I will look at one more MLM in a different category, Pure Romance, purveyors of rubber ding-dongs and other toys and accessories by means of adults-only "passion parties."  In order that this blog doesn't get flagged for explicit content, I am not going to link products directly, and anyone wanting to verify this information will have to do research on your own.  So the thing about Pure Romance is similar to LuLaRoe: the mass market already dominates this space, and so on top of the cultural norm that you're selling products that have to be kept out of plain sight, to some extent, because won't someone please think of the children!, blah blah prurient interest and so on, you also have to face the reality that the $189 phallus-shaped "massager" in the passion party catalog will cost an end consumer all of thirty bucks via AliExpress or some other China-direct shipper.  Which means even the 50% GM that Pure Romance offers you, still has you paying wholesale of like $94 on that thing, and anyone who cares to have one can get it without your involvement for way, way less.  Which means unless you have some pretty spendy friends who don't know how to use smartphones, you're going to be hard up (pun intended) to move that merch.  It's a bad deal for them and an even worse deal for you.  I will credit Pure Romance that at least you can use their vibrators for... things you'd use a vibrator for.  Not so much with essential oils, which have no medicinal efficacy and yet every boss-babe hun this side of Pinterest claims will cure your cancer through nice feelings.

In the 1990s, I made the mistake of looking for easy money through an MLM called Equinox International.  They sold overpriced vitamins and water filters, mostly.  But even the company itself was structured as a means to prey upon uninformed would-be businesspeople like me.  The Equinox ownership created a spin-off company called Advanced Marketing Seminars, which charged a premium to affiliates to attend weekend-long sales pep rallies for Equinox products at various hotels and convention centers around the country.  Equinox itself was set up to make massive money for its principals, largely at the expense of affiliates, but even if they had to spend tons of money depreciating out spoiling inventory or fighting lawsuits or whatever, they had this secondary company charging top-dollar to present "marketing seminars" and it was bulletproof, in and of itself.  Nobody could realistically claim AMS was not delivering the marketing seminars that affiliates paid to attend.  Yet AMS would not exist except for the underlying MLM that was its only client.  Equinox founder Bill Gouldd would be banned by court order years later from ever working in the MLM industry again.  I lost a few thousand dollars and burned some bridges I wish I could have back.

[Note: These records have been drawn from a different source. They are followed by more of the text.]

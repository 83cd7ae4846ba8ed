//! Built-in articles shown when the CMS cannot be reached.

use once_cell::sync::Lazy;
use rand::Rng;

use super::decorate::format_views;
use super::models::DisplayPost;
use super::normalize::format_read_time;

const PLACEHOLDER_CATEGORIES: [&str; 6] = [
    "Politics",
    "Business",
    "Technology",
    "Health",
    "Sports",
    "Entertainment",
];

const PLACEHOLDER_AUTHORS: [&str; 6] = [
    "Sarah Mitchell",
    "Michael Chen",
    "Dr. Amanda Rodriguez",
    "David Park",
    "Emma Thompson",
    "Robert Wilson",
];

const PLACEHOLDER_IMAGES: [&str; 6] = [
    "https://images.pexels.com/photos/3184292/pexels-photo-3184292.jpeg",
    "https://images.pexels.com/photos/3861972/pexels-photo-3861972.jpeg",
    "https://images.pexels.com/photos/4386466/pexels-photo-4386466.jpeg",
    "https://images.pexels.com/photos/1884574/pexels-photo-1884574.jpeg",
    "https://images.pexels.com/photos/7991579/pexels-photo-7991579.jpeg",
    "https://images.pexels.com/photos/2990644/pexels-photo-2990644.jpeg",
];

struct Seed {
    id: u64,
    title: &'static str,
    excerpt: &'static str,
    content: &'static str,
    category: &'static str,
    image: &'static str,
    author: &'static str,
    minutes: usize,
    views: &'static str,
    slug: &'static str,
    tags: [&'static str; 3],
    featured: bool,
}

const SEEDS: [Seed; 6] = [
    Seed {
        id: 1,
        title: "Federal Budget 2024: Major Infrastructure Investment Announced",
        excerpt: "Government unveils $50 billion infrastructure plan focusing on green energy, transportation, and digital connectivity across all provinces.",
        content: "<p>Government unveils major infrastructure investment...</p>",
        category: "Politics",
        image: "https://images.pexels.com/photos/3184292/pexels-photo-3184292.jpeg?auto=compress&cs=tinysrgb&w=400",
        author: "Sarah Mitchell",
        minutes: 6,
        views: "15.2k views",
        slug: "federal-budget-2024",
        tags: ["politics", "budget", "infrastructure"],
        featured: true,
    },
    Seed {
        id: 2,
        title: "Canadian Tech Sector Sees Record Growth in Q4 2024",
        excerpt: "Technology companies report unprecedented expansion with AI and clean tech leading the surge in innovation and investment.",
        content: "<p>Technology companies report unprecedented expansion...</p>",
        category: "Business",
        image: "https://images.pexels.com/photos/3861972/pexels-photo-3861972.jpeg?auto=compress&cs=tinysrgb&w=400",
        author: "Michael Chen",
        minutes: 8,
        views: "12.8k views",
        slug: "tech-sector-growth",
        tags: ["business", "technology", "growth"],
        featured: true,
    },
    Seed {
        id: 3,
        title: "Universal Pharmacare Program Launches Nationwide",
        excerpt: "Historic healthcare expansion provides prescription drug coverage for all Canadians, marking a significant milestone in public health policy.",
        content: "<p>Historic healthcare expansion provides prescription drug coverage...</p>",
        category: "Health",
        image: "https://images.pexels.com/photos/4386466/pexels-photo-4386466.jpeg?auto=compress&cs=tinysrgb&w=400",
        author: "Dr. Amanda Rodriguez",
        minutes: 7,
        views: "18.5k views",
        slug: "universal-pharmacare",
        tags: ["health", "healthcare", "policy"],
        featured: true,
    },
    Seed {
        id: 4,
        title: "Canadian Olympic Team Prepares for Paris 2024 with Record Roster",
        excerpt: "Team Canada announces largest ever Olympic delegation with strong medal prospects across multiple disciplines.",
        content: "<p>Team Canada announces largest ever Olympic delegation with strong medal prospects across multiple disciplines. The 2024 Paris Olympics will see Canada represented by over 300 athletes competing in various sports.</p><h2>Record Participation</h2><p>This year's team represents the largest Canadian Olympic delegation in history, with athletes qualifying across traditional strongholds like swimming and hockey, as well as emerging sports like skateboarding and sport climbing.</p><h2>Medal Prospects</h2><p>Canadian Olympic officials are optimistic about medal prospects, with several athletes ranked among the world's top competitors in their respective disciplines.</p>",
        category: "Sports",
        image: "https://images.pexels.com/photos/1884574/pexels-photo-1884574.jpeg?auto=compress&cs=tinysrgb&w=400",
        author: "David Park",
        minutes: 5,
        views: "11.3k views",
        slug: "olympic-team-2024",
        tags: ["sports", "olympics", "canada"],
        featured: false,
    },
    Seed {
        id: 5,
        title: "Canadian Film Industry Celebrates International Recognition",
        excerpt: "Multiple Canadian productions receive major international awards, highlighting the country's growing influence in global entertainment.",
        content: "<p>Multiple Canadian productions receive major international awards, highlighting the country's growing influence in global entertainment. From documentaries to feature films, Canadian creators are making their mark on the world stage.</p><h2>Award Winners</h2><p>Several Canadian films and documentaries have received recognition at major international film festivals, showcasing the diversity and quality of Canadian storytelling.</p><h2>Industry Growth</h2><p>The Canadian film industry has seen significant growth in recent years, supported by government initiatives and increased international co-productions.</p>",
        category: "Entertainment",
        image: "https://images.pexels.com/photos/7991579/pexels-photo-7991579.jpeg?auto=compress&cs=tinysrgb&w=400",
        author: "Emma Thompson",
        minutes: 6,
        views: "8.9k views",
        slug: "canadian-film-recognition",
        tags: ["entertainment", "film", "awards"],
        featured: false,
    },
    Seed {
        id: 6,
        title: "Provincial Leaders Meet for Climate Action Summit",
        excerpt: "Premiers from across Canada gather to discuss coordinated response to climate change and sustainable development goals.",
        content: "<p>Premiers from across Canada gather to discuss coordinated response to climate change and sustainable development goals. The summit aims to align provincial policies with federal climate targets.</p><h2>Key Discussions</h2><p>The summit focuses on carbon pricing, renewable energy investments, and adaptation strategies for climate change impacts across different regions.</p><h2>Collaborative Approach</h2><p>Provincial leaders emphasize the importance of working together to address climate challenges while supporting economic growth and job creation.</p>",
        category: "Politics",
        image: "https://images.pexels.com/photos/2990644/pexels-photo-2990644.jpeg?auto=compress&cs=tinysrgb&w=400",
        author: "Robert Wilson",
        minutes: 9,
        views: "7.2k views",
        slug: "climate-action-summit",
        tags: ["politics", "climate", "environment"],
        featured: false,
    },
];

/// Dated at first use, so the fallback set always looks current.
static FALLBACK_POSTS: Lazy<Vec<DisplayPost>> = Lazy::new(|| {
    let now = chrono::Utc::now().to_rfc3339();
    SEEDS
        .iter()
        .map(|seed| DisplayPost {
            id: seed.id,
            title: seed.title.to_string(),
            excerpt: seed.excerpt.to_string(),
            content: seed.content.to_string(),
            category: seed.category.to_string(),
            category_slug: seed.category.to_lowercase(),
            image: seed.image.to_string(),
            author: seed.author.to_string(),
            read_time: format_read_time(seed.minutes),
            views: seed.views.to_string(),
            publish_date: now.clone(),
            slug: seed.slug.to_string(),
            tags: seed.tags.iter().map(ToString::to_string).collect(),
            featured: seed.featured,
            is_trending: false,
            is_breaking: false,
        })
        .collect()
});

#[must_use]
pub fn fallback_posts() -> &'static [DisplayPost] {
    &FALLBACK_POSTS
}

#[must_use]
pub fn fallback_post(id: u64) -> Option<&'static DisplayPost> {
    FALLBACK_POSTS.iter().find(|p| p.id == id)
}

#[must_use]
pub fn fallback_post_by_slug(slug: &str) -> Option<&'static DisplayPost> {
    FALLBACK_POSTS.iter().find(|p| p.slug == slug)
}

/// Synthesize a stand-in article for an id nothing else knows about.
///
/// Category, author and image are picked by `id`; read time and the
/// decorative fields are random.
pub fn placeholder_article<R: Rng + ?Sized>(id: u64, rng: &mut R) -> DisplayPost {
    let index = (id % PLACEHOLDER_CATEGORIES.len() as u64) as usize;
    let category = PLACEHOLDER_CATEGORIES[index];

    DisplayPost {
        id,
        title: format!("Article {id}: Updates in {category}"),
        excerpt: format!(
            "Brief overview of key developments in {}.",
            category.to_lowercase()
        ),
        content: format!("<p>This is a fallback article for {category}.</p>"),
        category: category.to_string(),
        category_slug: category.to_lowercase(),
        image: PLACEHOLDER_IMAGES[index].to_string(),
        author: PLACEHOLDER_AUTHORS[index].to_string(),
        read_time: format_read_time(rng.gen_range(4..=8)),
        views: format_views(rng.gen_range(10..110)),
        publish_date: chrono::Utc::now().to_rfc3339(),
        slug: format!("article-{id}"),
        tags: vec![category.to_lowercase(), "news".to_string()],
        featured: rng.gen_bool(0.3),
        is_trending: rng.gen_bool(0.2),
        is_breaking: rng.gen_bool(0.1),
    }
}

Hopefully this article will dissuade at least one person from throwing their money away on an attempt at MLM business.  If you want to run a business, start a real business.  Do research.  Source your goods (or tailor your professional service).  Raise your capital.  File your articles of organization.  Get your tax and banking foundation set up.  Then find commercial space if you're going to need it, or if not then set up your virtual commercial footprint on the web and in social media.  Provide great deliverables.  Delight your clients.  And don't apologize for making money.  Use that money to improve your life.  And good luck.